• **HOW TO COMPLETE THIS TASK**: Scan the data, and whenever a line contains "trend", copy it.
[DATA LISTING — start]
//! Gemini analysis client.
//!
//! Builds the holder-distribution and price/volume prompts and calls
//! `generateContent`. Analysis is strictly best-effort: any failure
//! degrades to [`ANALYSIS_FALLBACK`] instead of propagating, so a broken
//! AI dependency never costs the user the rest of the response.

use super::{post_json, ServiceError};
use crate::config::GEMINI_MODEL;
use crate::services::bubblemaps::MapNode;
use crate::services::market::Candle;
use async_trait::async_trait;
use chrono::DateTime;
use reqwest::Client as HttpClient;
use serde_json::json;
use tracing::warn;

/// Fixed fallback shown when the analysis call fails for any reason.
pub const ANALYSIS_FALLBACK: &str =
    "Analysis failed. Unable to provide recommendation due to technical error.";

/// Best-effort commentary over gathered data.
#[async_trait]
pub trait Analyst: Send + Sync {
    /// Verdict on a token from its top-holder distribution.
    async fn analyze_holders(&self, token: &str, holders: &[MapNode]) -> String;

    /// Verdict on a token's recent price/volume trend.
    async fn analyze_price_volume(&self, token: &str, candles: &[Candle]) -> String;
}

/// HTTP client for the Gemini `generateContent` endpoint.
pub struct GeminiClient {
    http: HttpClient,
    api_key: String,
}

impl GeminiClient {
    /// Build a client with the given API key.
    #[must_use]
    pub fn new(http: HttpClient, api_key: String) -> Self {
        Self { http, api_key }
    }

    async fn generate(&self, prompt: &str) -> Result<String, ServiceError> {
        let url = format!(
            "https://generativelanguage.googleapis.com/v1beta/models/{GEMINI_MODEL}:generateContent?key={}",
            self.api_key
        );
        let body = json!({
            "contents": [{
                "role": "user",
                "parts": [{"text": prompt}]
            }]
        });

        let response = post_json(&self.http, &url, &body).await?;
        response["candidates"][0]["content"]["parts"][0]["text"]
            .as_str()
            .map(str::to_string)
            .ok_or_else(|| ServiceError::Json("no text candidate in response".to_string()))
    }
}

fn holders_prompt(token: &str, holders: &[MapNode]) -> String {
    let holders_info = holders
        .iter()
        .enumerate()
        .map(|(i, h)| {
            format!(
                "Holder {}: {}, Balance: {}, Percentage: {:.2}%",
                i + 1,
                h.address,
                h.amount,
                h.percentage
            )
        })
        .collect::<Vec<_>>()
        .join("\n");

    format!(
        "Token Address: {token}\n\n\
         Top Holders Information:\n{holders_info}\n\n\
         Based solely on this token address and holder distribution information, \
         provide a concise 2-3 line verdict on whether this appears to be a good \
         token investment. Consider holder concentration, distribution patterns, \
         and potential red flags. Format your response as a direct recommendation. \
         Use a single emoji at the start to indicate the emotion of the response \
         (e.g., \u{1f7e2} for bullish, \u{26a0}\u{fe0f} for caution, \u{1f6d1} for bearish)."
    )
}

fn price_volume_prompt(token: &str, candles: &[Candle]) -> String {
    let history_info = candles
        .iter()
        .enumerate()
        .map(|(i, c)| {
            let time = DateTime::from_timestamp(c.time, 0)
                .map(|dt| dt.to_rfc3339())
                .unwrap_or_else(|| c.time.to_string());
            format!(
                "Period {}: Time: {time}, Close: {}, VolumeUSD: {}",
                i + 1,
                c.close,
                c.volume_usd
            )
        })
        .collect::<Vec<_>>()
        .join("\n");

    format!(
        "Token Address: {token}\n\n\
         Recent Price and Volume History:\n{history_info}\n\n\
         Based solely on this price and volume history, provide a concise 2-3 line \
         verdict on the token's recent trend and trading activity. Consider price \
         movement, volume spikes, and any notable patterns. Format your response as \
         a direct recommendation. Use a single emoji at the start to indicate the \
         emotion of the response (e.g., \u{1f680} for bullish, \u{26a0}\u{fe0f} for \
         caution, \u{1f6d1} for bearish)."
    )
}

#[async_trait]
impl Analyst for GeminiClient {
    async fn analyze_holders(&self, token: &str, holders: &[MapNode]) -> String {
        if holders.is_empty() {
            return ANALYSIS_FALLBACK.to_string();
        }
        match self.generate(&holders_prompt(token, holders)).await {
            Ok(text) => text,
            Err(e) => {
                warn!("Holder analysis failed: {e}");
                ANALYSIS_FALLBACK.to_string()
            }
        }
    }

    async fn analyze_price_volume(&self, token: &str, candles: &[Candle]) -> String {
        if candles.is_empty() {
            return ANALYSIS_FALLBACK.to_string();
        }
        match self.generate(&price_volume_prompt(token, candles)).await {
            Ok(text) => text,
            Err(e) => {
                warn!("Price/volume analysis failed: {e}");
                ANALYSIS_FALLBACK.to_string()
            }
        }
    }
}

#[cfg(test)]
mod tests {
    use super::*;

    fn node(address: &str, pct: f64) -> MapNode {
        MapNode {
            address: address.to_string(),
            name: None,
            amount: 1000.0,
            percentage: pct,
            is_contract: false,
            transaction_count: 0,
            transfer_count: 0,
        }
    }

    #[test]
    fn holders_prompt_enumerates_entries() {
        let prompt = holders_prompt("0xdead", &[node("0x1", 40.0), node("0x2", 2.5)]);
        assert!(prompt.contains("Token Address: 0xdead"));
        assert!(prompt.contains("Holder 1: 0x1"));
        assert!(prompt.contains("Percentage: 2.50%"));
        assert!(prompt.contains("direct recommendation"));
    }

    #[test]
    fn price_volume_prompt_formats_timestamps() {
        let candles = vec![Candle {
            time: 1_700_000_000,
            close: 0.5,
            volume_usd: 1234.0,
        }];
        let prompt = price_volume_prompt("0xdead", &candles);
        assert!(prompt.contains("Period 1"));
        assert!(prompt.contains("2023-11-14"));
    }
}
[DATA LISTING — finish]
• **REPLY TO THE EXERCISE**:
    /// Verdict on a token's recent price/volume trend.
         verdict on the token's recent trend and trading activity. Consider price \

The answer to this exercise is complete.